**Work to complete**.
Below are some records; print every one of them exactly.

[Records from a collection]
══════════════════════════════
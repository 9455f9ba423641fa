//! Keyword cascade — ordered category rules with first-match-wins semantics.
//!
//! Each rule is "text contains any of these keywords" over lowercased,
//! trimmed input. Rules are evaluated in order; the first hit picks the
//! category and its reply template. When nothing matches, the reflective
//! fallback is used.

use rand::Rng;
use rand::seq::SliceRandom;
use tracing::debug;

use super::templates::{
    ANXIETY_FOLLOW_UP, BEHAVIORAL, BREATHING, COPING_IDEAS, FAREWELL, GROUNDING, LONELINESS_LEAD,
    LOW_MOOD_LEAD, OPENING, REASSURE, REFLECTIVE, SLEEP,
};
use super::types::Category;

/// Pick one candidate uniformly at random.
///
/// Returns an empty string for an empty candidate list.
pub fn choose<'a, R: Rng + ?Sized>(candidates: &[&'a str], rng: &mut R) -> &'a str {
    candidates.choose(rng).copied().unwrap_or_default()
}

/// One piece of a composed reply.
#[derive(Debug, Clone, Copy)]
pub enum Fragment {
    /// Emitted verbatim.
    Literal(&'static str),
    /// One entry picked at random per render.
    Pick(&'static [&'static str]),
}

/// How a category turns into reply text.
#[derive(Debug, Clone)]
pub enum ReplyTemplate {
    Fixed(&'static str),
    OneOf(&'static [&'static str]),
    /// Fragments joined in order; each `Pick` is chosen independently.
    Composed(Vec<Fragment>),
}

impl ReplyTemplate {
    /// Render the template, drawing any random picks from `rng`.
    pub fn render<R: Rng + ?Sized>(&self, rng: &mut R) -> String {
        match self {
            Self::Fixed(text) => (*text).to_string(),
            Self::OneOf(candidates) => choose(candidates, rng).to_string(),
            Self::Composed(fragments) => {
                let mut out = String::new();
                for fragment in fragments {
                    match fragment {
                        Fragment::Literal(text) => out.push_str(text),
                        Fragment::Pick(candidates) => out.push_str(choose(candidates, rng)),
                    }
                }
                out
            }
        }
    }
}

/// A single cascade entry.
#[derive(Debug, Clone)]
pub struct KeywordRule {
    pub category: Category,
    /// Substrings tested against the normalized message.
    pub keywords: &'static [&'static str],
    pub template: ReplyTemplate,
}

impl KeywordRule {
    /// Whether `normalized` contains any of this rule's keywords.
    pub fn matches(&self, normalized: &str) -> bool {
        self.keywords.iter().any(|kw| normalized.contains(kw))
    }
}

/// The ordered cascade plus its fallback.
#[derive(Debug, Clone)]
pub struct RuleSet {
    rules: Vec<KeywordRule>,
    fallback: KeywordRule,
}

impl RuleSet {
    /// The built-in cascade:
    /// greeting → low mood → anxiety → loneliness → sleep → farewell → help → reflective.
    pub fn default_rules() -> Self {
        let rules = vec![
            KeywordRule {
                category: Category::Greeting,
                keywords: &["hi", "hello", "hey", "hii"],
                template: ReplyTemplate::OneOf(OPENING),
            },
            KeywordRule {
                category: Category::LowMood,
                keywords: &["sad", "depressed", "down", "unhappy", "hopeless"],
                template: ReplyTemplate::Composed(vec![
                    Fragment::Literal(LOW_MOOD_LEAD),
                    Fragment::Pick(REASSURE),
                    Fragment::Literal(" "),
                    Fragment::Pick(GROUNDING),
                ]),
            },
            KeywordRule {
                category: Category::Anxiety,
                keywords: &["anxious", "anxiety", "panic", "scared", "nervous"],
                template: ReplyTemplate::Composed(vec![
                    Fragment::Pick(REASSURE),
                    Fragment::Literal(" "),
                    Fragment::Pick(BREATHING),
                    Fragment::Literal(ANXIETY_FOLLOW_UP),
                ]),
            },
            KeywordRule {
                category: Category::Loneliness,
                keywords: &["lonely", "alone", "isolated"],
                template: ReplyTemplate::Composed(vec![
                    Fragment::Literal(LONELINESS_LEAD),
                    Fragment::Pick(REASSURE),
                    Fragment::Literal(" "),
                    Fragment::Pick(BEHAVIORAL),
                ]),
            },
            KeywordRule {
                category: Category::Sleep,
                keywords: &["sleep", "insomnia", "tired", "exhausted"],
                template: ReplyTemplate::Fixed(SLEEP),
            },
            KeywordRule {
                category: Category::Farewell,
                keywords: &["thanks", "thank", "bye", "goodbye"],
                template: ReplyTemplate::Fixed(FAREWELL),
            },
            KeywordRule {
                category: Category::HelpRequest,
                keywords: &["help", "cope", "coping", "advice", "tips"],
                template: ReplyTemplate::Fixed(COPING_IDEAS),
            },
        ];

        Self {
            rules,
            fallback: KeywordRule {
                category: Category::Reflective,
                keywords: &[],
                template: ReplyTemplate::Fixed(REFLECTIVE),
            },
        }
    }

    /// First rule whose keywords appear in `normalized`, or the fallback.
    pub fn evaluate(&self, normalized: &str) -> &KeywordRule {
        match self.rules.iter().find(|rule| rule.matches(normalized)) {
            Some(rule) => {
                debug!(category = %rule.category, "Message matched keyword rule");
                rule
            }
            None => &self.fallback,
        }
    }

    /// Category for already-normalized text.
    pub fn classify(&self, normalized: &str) -> Category {
        self.evaluate(normalized).category
    }

    /// Rules in evaluation order, excluding the fallback.
    pub fn rules(&self) -> &[KeywordRule] {
        &self.rules
    }
}

impl Default for RuleSet {
    fn default() -> Self {
        Self::default_rules()
    }
}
══════════════════════════════
**Exercise output**.
repository 9455f9ba423641fa
//! Keyword cascade — ordered category rules with first-match-wins semantics.
//!
//! Each rule is "text contains any of these keywords" over lowercased,
//! trimmed input. Rules are evaluated in order; the first hit picks the
//! category and its reply template. When nothing matches, the reflective
//! fallback is used.

use rand::Rng;
use rand::seq::SliceRandom;
use tracing::debug;

use super::templates::{
    ANXIETY_FOLLOW_UP, BEHAVIORAL, BREATHING, COPING_IDEAS, FAREWELL, GROUNDING, LONELINESS_LEAD,
    LOW_MOOD_LEAD, OPENING, REASSURE, REFLECTIVE, SLEEP,
};
use super::types::Category;

/// Pick one candidate uniformly at random.
///
/// Returns an empty string for an empty candidate list.
pub fn choose<'a, R: Rng + ?Sized>(candidates: &[&'a str], rng: &mut R) -> &'a str {
    candidates.choose(rng).copied().unwrap_or_default()
}

/// One piece of a composed reply.
#[derive(Debug, Clone, Copy)]
pub enum Fragment {
    /// Emitted verbatim.
    Literal(&'static str),
    /// One entry picked at random per render.
    Pick(&'static [&'static str]),
}

/// How a category turns into reply text.
#[derive(Debug, Clone)]
pub enum ReplyTemplate {
    Fixed(&'static str),
    OneOf(&'static [&'static str]),
    /// Fragments joined in order; each `Pick` is chosen independently.
    Composed(Vec<Fragment>),
}

impl ReplyTemplate {
    /// Render the template, drawing any random picks from `rng`.
    pub fn render<R: Rng + ?Sized>(&self, rng: &mut R) -> String {
        match self {
            Self::Fixed(text) => (*text).to_string(),
            Self::OneOf(candidates) => choose(candidates, rng).to_string(),
            Self::Composed(fragments) => {
                let mut out = String::new();
                for fragment in fragments {
                    match fragment {
                        Fragment::Literal(text) => out.push_str(text),
                        Fragment::Pick(candidates) => out.push_str(choose(candidates, rng)),
                    }
                }
                out
            }
        }
    }
}

/// A single cascade entry.
#[derive(Debug, Clone)]
pub struct KeywordRule {
    pub category: Category,
    /// Substrings tested against the normalized message.
    pub keywords: &'static [&'static str],
    pub template: ReplyTemplate,
}

impl KeywordRule {
    /// Whether `normalized` contains any of this rule's keywords.
    pub fn matches(&self, normalized: &str) -> bool {
        self.keywords.iter().any(|kw| normalized.contains(kw))
    }
}

/// The ordered cascade plus its fallback.
#[derive(Debug, Clone)]
pub struct RuleSet {
    rules: Vec<KeywordRule>,
    fallback: KeywordRule,
}

impl RuleSet {
    /// The built-in cascade:
    /// greeting → low mood → anxiety → loneliness → sleep → farewell → help → reflective.
    pub fn default_rules() -> Self {
        let rules = vec![
            KeywordRule {
                category: Category::Greeting,
                keywords: &["hi", "hello", "hey", "hii"],
                template: ReplyTemplate::OneOf(OPENING),
            },
            KeywordRule {
                category: Category::LowMood,
                keywords: &["sad", "depressed", "down", "unhappy", "hopeless"],
                template: ReplyTemplate::Composed(vec![
                    Fragment::Literal(LOW_MOOD_LEAD),
                    Fragment::Pick(REASSURE),
                    Fragment::Literal(" "),
                    Fragment::Pick(GROUNDING),
                ]),
            },
            KeywordRule {
                category: Category::Anxiety,
                keywords: &["anxious", "anxiety", "panic", "scared", "nervous"],
                template: ReplyTemplate::Composed(vec![
                    Fragment::Pick(REASSURE),
                    Fragment::Literal(" "),
                    Fragment::Pick(BREATHING),
                    Fragment::Literal(ANXIETY_FOLLOW_UP),
                ]),
            },
            KeywordRule {
                category: Category::Loneliness,
                keywords: &["lonely", "alone", "isolated"],
                template: ReplyTemplate::Composed(vec![
                    Fragment::Literal(LONELINESS_LEAD),
                    Fragment::Pick(REASSURE),
                    Fragment::Literal(" "),
                    Fragment::Pick(BEHAVIORAL),
                ]),
            },
            KeywordRule {
                category: Category::Sleep,
                keywords: &["sleep", "insomnia", "tired", "exhausted"],
                template: ReplyTemplate::Fixed(SLEEP),
            },
            KeywordRule {
                category: Category::Farewell,
                keywords: &["thanks", "thank", "bye", "goodbye"],
                template: ReplyTemplate::Fixed(FAREWELL),
            },
            KeywordRule {
                category: Category::HelpRequest,
                keywords: &["help", "cope", "coping", "advice", "tips"],
                template: ReplyTemplate::Fixed(COPING_IDEAS),
            },
        ];

        Self {
            rules,
            fallback: KeywordRule {
                category: Category::Reflective,
                keywords: &[],
                template: ReplyTemplate::Fixed(REFLECTIVE),
            },
        }
    }

    /// First rule whose keywords appear in `normalized`, or the fallback.
    pub fn evaluate(&self, normalized: &str) -> &KeywordRule {
        match self.rules.iter().find(|rule| rule.matches(normalized)) {
            Some(rule) => {
                debug!(category = %rule.category, "Message matched keyword rule");
                rule
            }
            None => &self.fallback,
        }
    }

    /// Category for already-normalized text.
    pub fn classify(&self, normalized: &str) -> Category {
        self.evaluate(normalized).category
    }

    /// Rules in evaluation order, excluding the fallback.
    pub fn rules(&self) -> &[KeywordRule] {
        &self.rules
    }
}

impl Default for RuleSet {
    fn default() -> Self {
        Self::default_rules()
    }
}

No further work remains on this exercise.